Drowning is medically defined as experiencing respiratory impairment due to submersion or immersion in a liquid. This leads to a lack of oxygen, which rapidly affects the brain and other organs, making it a time-critical medical emergency. The outcome of a drowning incident depends entirely on the speed and effectiveness of the immediate response. Understanding the precise steps for rescue and life support is paramount to preventing severe, long-term consequences.
Immediate Response and Safe Rescue
The primary rule in any water rescue is ensuring the safety of the rescuer. Before attempting any rescue, immediately activate Emergency Medical Services (EMS) by calling 911 or the local emergency number, providing your exact location. Untrained rescuers should adhere to the “Reach, Throw, Row, Go” sequence, prioritizing methods that keep them out of the water.
If the victim is close, reach out with a long object like a pole or branch, or throw a flotation device. Only trained professionals should enter the water for a direct contact rescue, as a panicking victim can inadvertently pull a rescuer under the surface. If the person may have sustained trauma, stabilize their head and neck while supporting them on a buoyant object until trained help arrives.

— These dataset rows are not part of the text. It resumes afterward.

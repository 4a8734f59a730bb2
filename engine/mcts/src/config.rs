//! Search configuration parameters.

use thiserror::Error;

/// Errors produced when a configuration is rejected at search start.
#[derive(Debug, Error, PartialEq)]
pub enum ConfigError {
    #[error("simulation budget must be positive")]
    ZeroBudget,

    #[error("worker pool width must be positive")]
    ZeroWorkers,

    #[error("evaluation batch limit must be positive")]
    ZeroEvalBatch,

    #[error("transposition cache capacity must be positive")]
    ZeroCacheCapacity,

    #[error("{name} must be positive, got {value}")]
    NonPositive { name: &'static str, value: f32 },

    #[error("{name} must lie in [{min}, {max}], got {value}")]
    OutOfRange {
        name: &'static str,
        min: f32,
        max: f32,
        value: f32,
    },
}

/// Configuration for a concurrent tree search.
#[derive(Debug, Clone)]
pub struct SearchConfig {
    /// Simulation budget per move request.
    pub simulations: u32,

    /// Worker pool width. Also bounds how many simulations are in
    /// flight at once, since the driver dispatches in batches of this
    /// size.
    pub workers: usize,

    /// Multiplier on the UCB1-TUNED exploration term.
    pub exploration: f32,

    /// Cap on the empirical variance bound inside UCB1-TUNED.
    pub variance_bound: f32,

    /// RAVE blend constant k: beta = sqrt(k / (3 * visits + k)).
    pub rave_k: f32,

    /// Whether RAVE statistics participate in selection and backup.
    pub rave_enabled: bool,

    /// Base virtual loss applied to an edge while a simulation is in
    /// flight through it.
    pub virtual_loss_base: f32,

    /// Weight of the visit-ratio term in the dynamic virtual loss.
    pub virtual_loss_ratio_weight: f32,

    /// Transposition cache capacity in entries.
    pub cache_capacity: usize,

    /// Minimum visit count before a cached node is reused to seed a
    /// tree miss.
    pub cache_visit_threshold: u32,

    /// Progressive unlock: a move is gated until
    /// `visits >= complexity * unlock_multiplier`.
    pub unlock_multiplier: f32,

    /// Flat score bonus for unlocked moves.
    pub unlock_bonus: f32,

    /// Whether resignation is considered at all.
    pub resign_enabled: bool,

    /// Best root Q below this value triggers resignation.
    pub resign_threshold: f32,

    /// Resignation is only considered past this ply.
    pub min_resign_ply: u32,

    /// Per-ply temperature decay: tau = tau_decay ^ ply.
    pub tau_decay: f32,

    /// Fraction of the root selection score replaced by Dirichlet
    /// noise.
    pub noise_epsilon: f32,

    /// Dirichlet concentration for root exploration noise.
    pub dirichlet_alpha: f32,

    /// Maximum number of evaluation requests coalesced into one batch
    /// by the sender thread.
    pub eval_batch: usize,

    /// Simulation budget used for pondering requests.
    pub ponder_budget: u32,

    /// Optional hard wall-clock ceiling per move request, in
    /// milliseconds. When it expires the driver harvests whatever
    /// visits have accumulated.
    pub wall_clock_ms: Option<u64>,

    /// Seed for all engine-owned randomness.
    pub seed: u64,
}

impl Default for SearchConfig {
    fn default() -> Self {
        Self {
            simulations: 3200,
            workers: 64,
            exploration: 1.0,
            variance_bound: 0.25,
            rave_k: 2000.0,
            rave_enabled: true,
            virtual_loss_base: 3.0,
            virtual_loss_ratio_weight: 0.5,
            cache_capacity: 1_000_000,
            cache_visit_threshold: 10,
            unlock_multiplier: 50.0,
            unlock_bonus: 0.1,
            resign_enabled: true,
            resign_threshold: -0.98,
            min_resign_ply: 40,
            tau_decay: 0.9,
            noise_epsilon: 0.15,
            dirichlet_alpha: 0.2,
            eval_batch: 256,
            ponder_budget: 100_000,
            wall_clock_ms: None,
            seed: 0,
        }
    }
}

impl SearchConfig {
    /// A small deterministic config for tests.
    pub fn for_testing() -> Self {
        Self {
            simulations: 64,
            workers: 2,
            noise_epsilon: 0.0,
            resign_enabled: false,
            eval_batch: 8,
            seed: 42,
            ..Self::default()
        }
    }

    /// Builder: set the simulation budget.
    pub fn with_simulations(mut self, n: u32) -> Self {
        self.simulations = n;
        self
    }

    /// Builder: set the worker pool width.
    pub fn with_workers(mut self, n: usize) -> Self {
        self.workers = n;
        self
    }

    /// Builder: set the root noise fraction.
    pub fn with_noise_epsilon(mut self, eps: f32) -> Self {
        self.noise_epsilon = eps;
        self
    }

    /// Builder: set the RNG seed.
    pub fn with_seed(mut self, seed: u64) -> Self {
        self.seed = seed;
        self
    }

    /// Builder: set the transposition cache capacity.
    pub fn with_cache_capacity(mut self, capacity: usize) -> Self {
        self.cache_capacity = capacity;
        self
    }

    /// Builder: enable or disable RAVE.
    pub fn with_rave(mut self, enabled: bool) -> Self {
        self.rave_enabled = enabled;
        self
    }

    /// Builder: set the wall-clock ceiling in milliseconds.
    pub fn with_wall_clock_ms(mut self, ms: u64) -> Self {
        self.wall_clock_ms = Some(ms);
        self
    }

    /// Reject malformed knob values before any worker is dispatched.
    pub fn validate(&self) -> Result<(), ConfigError> {
        if self.simulations == 0 || self.ponder_budget == 0 {
            return Err(ConfigError::ZeroBudget);
        }
        if self.workers == 0 {
            return Err(ConfigError::ZeroWorkers);
        }
        if self.eval_batch == 0 {
            return Err(ConfigError::ZeroEvalBatch);
        }
        if self.cache_capacity == 0 {
            return Err(ConfigError::ZeroCacheCapacity);
        }
        for (name, value) in [
            ("exploration", self.exploration),
            ("variance_bound", self.variance_bound),
            ("rave_k", self.rave_k),
            ("unlock_multiplier", self.unlock_multiplier),
            ("dirichlet_alpha", self.dirichlet_alpha),
        ] {
            if value <= 0.0 {
                return Err(ConfigError::NonPositive { name, value });
            }
        }
        if self.virtual_loss_base < 0.0 {
            return Err(ConfigError::NonPositive {
                name: "virtual_loss_base",
                value: self.virtual_loss_base,
            });
        }
        if !(0.0..=1.0).contains(&self.noise_epsilon) {
            return Err(ConfigError::OutOfRange {
                name: "noise_epsilon",
                min: 0.0,
                max: 1.0,
                value: self.noise_epsilon,
            });
        }
        if !(self.tau_decay > 0.0 && self.tau_decay <= 1.0) {
            return Err(ConfigError::OutOfRange {
                name: "tau_decay",
                min: 0.0,
                max: 1.0,
                value: self.tau_decay,
            });
        }
        if !(-1.0..=1.0).contains(&self.resign_threshold) {
            return Err(ConfigError::OutOfRange {
                name: "resign_threshold",
                min: -1.0,
                max: 1.0,
                value: self.resign_threshold,
            });
        }
        Ok(())
    }
}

Administering Emergency Life Support
Once the victim is safely removed from the water and placed on a firm, flat surface, assess their responsiveness and check for normal breathing. Since drowning causes a lack of oxygen, resuscitation guidelines prioritize ventilation immediately. Anyone removed from the water who is unresponsive and not breathing normally should be assumed to be in cardiac arrest due to hypoxia.

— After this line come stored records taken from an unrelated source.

impl<R: GameRules + 'static> SearchEngine<R> {
    pub fn new<E: Evaluator + 'static>(
        rules: R,
        evaluator: E,
        config: SearchConfig,
    ) -> Result<Self, SearchError> {
        Self::with_complexity(rules, evaluator, config, Box::new(UniformComplexity))
    }

    /// Construct with a custom progressive-unlock complexity scorer.
    pub fn with_complexity<E: Evaluator + 'static>(
        rules: R,
        evaluator: E,
        config: SearchConfig,
        complexity: Box<dyn MoveComplexity>,
    ) -> Result<Self, SearchError> {
        config.validate()?;

        let shared = Arc::new(Shared {
            rules,
            hasher: ZobristHasher::new(),
            tree: SearchTree::new(),
            cache: TranspositionCache::new(config.cache_capacity),
            counter: TaskCounter::default(),
            excluded: Mutex::new(Vec::new()),
            history: Mutex::new(Vec::new()),
            complexity,
            config: config.clone(),
        });

        // Sized so workers, resumed continuations, and a full
        // evaluation batch of resolves all fit without blocking the
        // pool against itself.
        let queue_capacity = config.workers * 4 + config.eval_batch;
        let (tasks_tx, tasks_rx) = crossbeam_channel::bounded::<Task>(queue_capacity);
        let (eval_tx, eval_rx) = crossbeam_channel::bounded::<EvalSubmission>(queue_capacity);

        let mut threads = spawn_bridge(
            Arc::new(evaluator),
            eval_rx,
            tasks_tx.clone(),
            config.eval_batch,
        );
        for i in 0..config.workers {
            let ctx = WorkerCtx {
                shared: shared.clone(),
                tasks: tasks_tx.clone(),
                evals: eval_tx.clone(),
            };
            let rx = tasks_rx.clone();
            let rng =
                ChaCha20Rng::seed_from_u64(config.seed ^ (i as u64).wrapping_mul(0x9E37_79B9));
            let handle = thread::Builder::new()
                .name(format!("search-worker-{i}"))
                .spawn(move || worker_loop(ctx, rx, rng))
                .expect("spawn search worker");
            threads.push(handle);
        }

        Ok(Self {
            shared,
            tasks: tasks_tx,
            threads,
            closed: false,
        })
    }

    /// Run one move request to completion and harvest the policy.
    pub fn search(&mut self, request: SearchRequest) -> Result<SearchResponse, SearchError> {
        if self.closed {
            return Err(SearchError::Closed);
        }

        // Terminal positions resolve without touching the pool or the
        // evaluator.
        if let Terminal::Over { value } = self.shared.rules.terminal(&request.board) {
            return Ok(SearchResponse {
                decision: Decision::GameOver { value },
                policy: Vec::new(),
                root_value: value,
                simulations: 0,
            });
        }
        let legal = self.shared.rules.legal_moves(&request.board);
        if legal.is_empty() {
            return Ok(SearchResponse {
                decision: Decision::GameOver { value: -1.0 },
                policy: Vec::new(),
                root_value: -1.0,
                simulations: 0,
            });
        }

        let total = match request.budget {
            Budget::Default => self.shared.config.simulations,
            Budget::Ponder => self.shared.config.ponder_budget,
            Budget::Simulations(0) => return Err(ConfigError::ZeroBudget.into()),
            Budget::Simulations(n) => n,
        };

        if !request.reuse_tree {
            self.shared.tree.clear();
        }
        self.shared
            .set_request_context(&request.excluded_moves, &request.history);

        // Visits already accumulated on this position (tree reuse)
        // count against the budget, unless the request changes the
        // root's move distribution.
        let mut credit = if request.excluded_moves.is_empty() && !request.increase_temperature {
            self.shared
                .tree
                .get(&request.board)
                .map(|node| node.visits())
                .unwrap_or(0)
        } else {
            0
        };
        // A root already carrying the full budget gets a fresh one.
        // Repeating a request means more search is wanted, not a
        // replay of the stale harvest.
        if credit >= total {
            credit = 0;
        }
        let budget = total - credit;

        self.shared.counter.reset();
        let deadline = self
            .shared
            .config
            .wall_clock_ms
            .map(|ms| Instant::now() + Duration::from_millis(ms));

        debug!(budget, credit, ply = request.ply, "dispatching simulations");
        let mut dispatched = 0u32;
        while dispatched < budget {
            let batch = (self.shared.config.workers as u32).min(budget - dispatched);
            self.shared.counter.begin(batch as u64);
            for _ in 0..batch {
                let task = Task::Simulate {
                    board: request.board.clone(),
                    path: Vec::new(),
                };
                if self.tasks.send(task).is_err() {
                    return Err(SearchError::Closed);
                }
            }
            if !self.shared.counter.wait(deadline) {
                warn!(dispatched, "wall clock ceiling reached, harvesting partial search");
                break;
            }
            dispatched += batch;
        }

        debug!(dispatched, "harvesting root policy");
        Ok(self.harvest(&request, &legal, dispatched))
    }

    fn harvest(&self, request: &SearchRequest, legal: &[Move], dispatched: u32) -> SearchResponse {
        let config = &self.shared.config;

        let (moves, mut weights, best_q) = match self.shared.tree.get(&request.board) {
            Some(node) => {
                let state = node.lock();
                let mut weights = Vec::with_capacity(state.legal_moves.len());
                let mut best_q = f32::NEG_INFINITY;
                for mv in &state.legal_moves {
                    match state.edges.get(mv) {
                        Some(edge) => {
                            // Excluded edges cannot veto resignation.
                            if edge.n > 0.0 && !request.excluded_moves.contains(mv) {
                                best_q = best_q.max(edge.q);
                            }
                            weights.push(edge.n.max(0.0));
                        }
                        None => weights.push(0.0),
                    }
                }
                (state.legal_moves.clone(), weights, best_q)
            }
            None => (legal.to_vec(), vec![0.0; legal.len()], f32::NEG_INFINITY),
        };

        for (mv, weight) in moves.iter().zip(weights.iter_mut()) {
            if request.excluded_moves.contains(mv) {
                *weight = 0.0;
            }
        }
        if weights.iter().sum::<f32>() <= 0.0 {
            // Nothing visited (tiny budget or full exclusion): fall
            // back to uniform over the allowed moves.
            for (mv, weight) in moves.iter().zip(weights.iter_mut()) {
                if !request.excluded_moves.contains(mv) {
                    *weight = 1.0;
                }
            }
        }
        let sum: f32 = weights.iter().sum();
        if sum > 0.0 {
            for w in &mut weights {
                *w /= sum;
            }
        }

        let root_value = if best_q.is_finite() { best_q } else { 0.0 };
        if should_resign(config, request.ply, best_q) {
            return SearchResponse {
                decision: Decision::Resign,
                policy: moves.into_iter().zip(weights).collect(),
                root_value,
                simulations: dispatched,
            };
        }

        let tau = if request.increase_temperature {
            1.0
        } else {
            config.tau_decay.powi(request.ply as i32)
        };
        let sampling = apply_temperature(&weights, tau);

        let mut rng = ChaCha20Rng::seed_from_u64(
            config.seed ^ u64::from(request.ply).wrapping_mul(0x9E37_79B9_7F4A_7C15),
        );
        let decision = match sample_move(&moves, &sampling, &mut rng) {
            Some(mv) => Decision::Play(mv),
            None => Decision::Resign,
        };

        SearchResponse {
            decision,
            policy: moves.into_iter().zip(weights).collect(),
            root_value,
            simulations: dispatched,
        }
    }

    /// Inspect a node's statistics.
    pub fn snapshot(&self, board: &Board) -> Option<NodeSnapshot> {
        let node = self.shared.tree.get(board)?;
        let state = node.lock();
        let edges = state
            .legal_moves
            .iter()
            .filter_map(|mv| {
                state.edges.get(mv).map(|edge| EdgeSnapshot {
                    mv: *mv,
                    n: edge.n,
                    w: edge.w,
                    q: edge.q,
                    q_variance: edge.q_variance,
                    prior: edge.prior,
                })
            })
            .collect();
        Some(NodeSnapshot {
            visits: node.visits(),
            pending: state.pending,
            edges,
        })
    }

    pub fn tree_len(&self) -> usize {
        self.shared.tree.len()
    }

    /// Drop the tree and stop every background loop. In-flight
    /// simulations are abandoned, not drained.
    pub fn close(&mut self) {
        if self.closed {
            return;
        }
        self.closed = true;
        for _ in 0..self.shared.config.workers {
            let _ = self.tasks.send(Task::Shutdown);
        }
        for handle in self.threads.drain(..) {
            let _ = handle.join();
        }
        self.shared.tree.clear();
        self.shared.cache.clear();
    }
}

The first action is to open the airway and deliver five initial rescue breaths before beginning chest compressions. This approach ensures oxygen is delivered to the lungs first, which is the primary need in a drowning event. After these initial breaths, begin Cardiopulmonary Resuscitation (CPR) with a cycle of 30 chest compressions followed by two rescue breaths.
Compressions should be delivered hard and fast, at a rate of 100 to 120 per minute, allowing the chest to fully recoil between each push. For an adult, compress the chest to a depth of at least two inches. For a small child, a one-handed technique may be used to reach a depth of about two inches. In the case of an infant, use two fingers or two thumbs to compress the chest by about one and a half inches.

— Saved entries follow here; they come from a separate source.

//! The rules seam between the search engine and a concrete game.
//!
//! The search never interprets a position itself: move generation,
//! terminal detection, repetition adjudication and network-input
//! encoding all go through [`GameRules`].

use crate::{Board, Move, SQUARES};

/// Outcome classification for a position.
#[derive(Debug, Clone, Copy, PartialEq)]
pub enum Terminal {
    /// Play continues.
    Ongoing,
    /// The game is over. `value` is from the perspective of the side
    /// to move in the inspected position: -1.0 is a loss for that
    /// side, +1.0 a win, 0.0 a draw.
    Over { value: f32 },
}

/// How a repetition encountered during search should be scored for the
/// player who just repeated.
#[derive(Debug, Clone, Copy, PartialEq, Eq)]
pub enum RepetitionClass {
    /// The repeating side is perpetually chasing; it loses.
    Chase,
    /// The repeating side is the one being chased; it wins.
    Chased,
    /// Mutual or neutral repetition; scored as a draw.
    Neutral,
}

/// Number of input planes produced by [`GameRules::encode_planes`]:
/// one per piece identity plus a side-to-move plane.
pub const INPUT_PLANES: usize = crate::PIECE_IDENTITIES + 1;

/// Game rules as seen by the search engine.
///
/// Implementations must be deterministic and cheap to call: the search
/// invokes `legal_moves` and `terminal` on every simulation step.
pub trait GameRules: Send + Sync {
    /// All legal moves for the side to move. Empty for terminal
    /// positions, and possibly for stalemates the implementation
    /// chooses not to mark terminal.
    fn legal_moves(&self, board: &Board) -> Vec<Move>;

    /// Apply a legal move, returning the successor position.
    fn apply(&self, board: &Board, mv: Move) -> Board;

    /// Classify the position for the side to move.
    fn terminal(&self, board: &Board) -> Terminal;

    /// Adjudicate a repetition reached by playing `reply` into a
    /// position already on the current line. The classification is for
    /// the side that played `reply`.
    fn repetition_classification(&self, board: &Board, reply: Move) -> RepetitionClass;

    /// Encode the position as flat network-input planes, most recent
    /// history entries first. The default layout is
    /// [`INPUT_PLANES`] planes of 90 cells each.
    fn encode_planes(&self, board: &Board, history: &[Board]) -> Vec<f32> {
        let _ = history;
        encode_board_planes(board)
    }
}

/// Default single-position plane encoding: one binary plane per piece
/// identity plus a constant side-to-move plane.
pub fn encode_board_planes(board: &Board) -> Vec<f32> {
    let mut planes = vec![0.0f32; INPUT_PLANES * SQUARES];
    for (sq, piece) in board.pieces() {
        planes[piece.identity() * SQUARES + sq.index()] = 1.0;
    }
    let side_plane = crate::PIECE_IDENTITIES * SQUARES;
    let fill = match board.side_to_move() {
        crate::Side::Red => 1.0,
        crate::Side::Black => 0.0,
    };
    for cell in &mut planes[side_plane..side_plane + SQUARES] {
        *cell = fill;
    }
    planes
}

#[cfg(test)]
mod tests {
    use super::*;
    use crate::Side;

    #[test]
    fn test_encode_planes_shape_and_occupancy() {
        let board = Board::start();
        let planes = encode_board_planes(&board);
        assert_eq!(planes.len(), INPUT_PLANES * SQUARES);

        // 32 pieces occupy exactly 32 cells across the identity planes.
        let piece_cells: f32 = planes[..crate::PIECE_IDENTITIES * SQUARES].iter().sum();
        assert_eq!(piece_cells, 32.0);

        // Red to move fills the side plane.
        let side_sum: f32 = planes[crate::PIECE_IDENTITIES * SQUARES..].iter().sum();
        assert_eq!(side_sum, SQUARES as f32);
    }

    #[test]
    fn test_encode_planes_side_plane_tracks_mover() {
        let mut board = Board::start();
        board.set_side_to_move(Side::Black);
        let planes = encode_board_planes(&board);
        let side_sum: f32 = planes[crate::PIECE_IDENTITIES * SQUARES..].iter().sum();
        assert_eq!(side_sum, 0.0);
    }
}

Be prepared for the victim to vomit, as water and air may have entered the stomach. If the victim vomits, quickly turn their head to the side to clear the airway before resuming compressions and breaths. Continue the 30-to-2 cycle of CPR until professional medical personnel take over or the victim begins to show clear signs of life, such as purposeful movement or normal breathing.
Post-Rescue Care and Stabilization
Once the victim is breathing effectively on their own, the focus shifts to maintaining stability while awaiting the arrival of EMS. If the person is conscious or breathing normally, place them in the recovery position—on their side with the top knee bent—to keep the airway open and reduce the risk of aspiration if they vomit. Continuously monitor their breathing and level of consciousness, as their condition can deteriorate quickly.
Drowning victims often experience hypothermia, especially if the water was cold. Remove any wet clothing and cover them with blankets or warm towels to conserve body heat. Rescuers should never attempt to drain water from the victim’s lungs using techniques like the Heimlich maneuver, which is ineffective and risks injury or aspiration. Prompt rewarming and observation are the primary concerns until advanced medical help arrives.
Understanding the Risk of Delayed Complications
Even if a person appears to recover quickly after a drowning incident, they must be transported to a hospital for immediate medical evaluation. The term “drowning” is now used regardless of the outcome, and terms like “secondary drowning” or “dry drowning” are discouraged in clinical settings. The underlying risk is a delayed respiratory complication caused by inhaled water irritating the lungs.
A small amount of aspirated water can wash away surfactant, a substance that keeps the tiny air sacs in the lungs open. This damage can lead to inflammation and a buildup of fluid in the lungs, known as pulmonary edema, which impairs oxygen exchange hours after the event. This delayed respiratory distress can be serious and life-threatening.
Warning signs of these delayed complications typically appear within the first 24 hours after the incident. These symptoms include persistent coughing, difficulty or rapid breathing, chest pain, and unusual fatigue or lethargy. Any individual who has struggled in the water and exhibits these signs needs immediate professional medical attention. Hospitalization allows doctors to monitor oxygen levels and intervene quickly if the delayed lung injury progresses.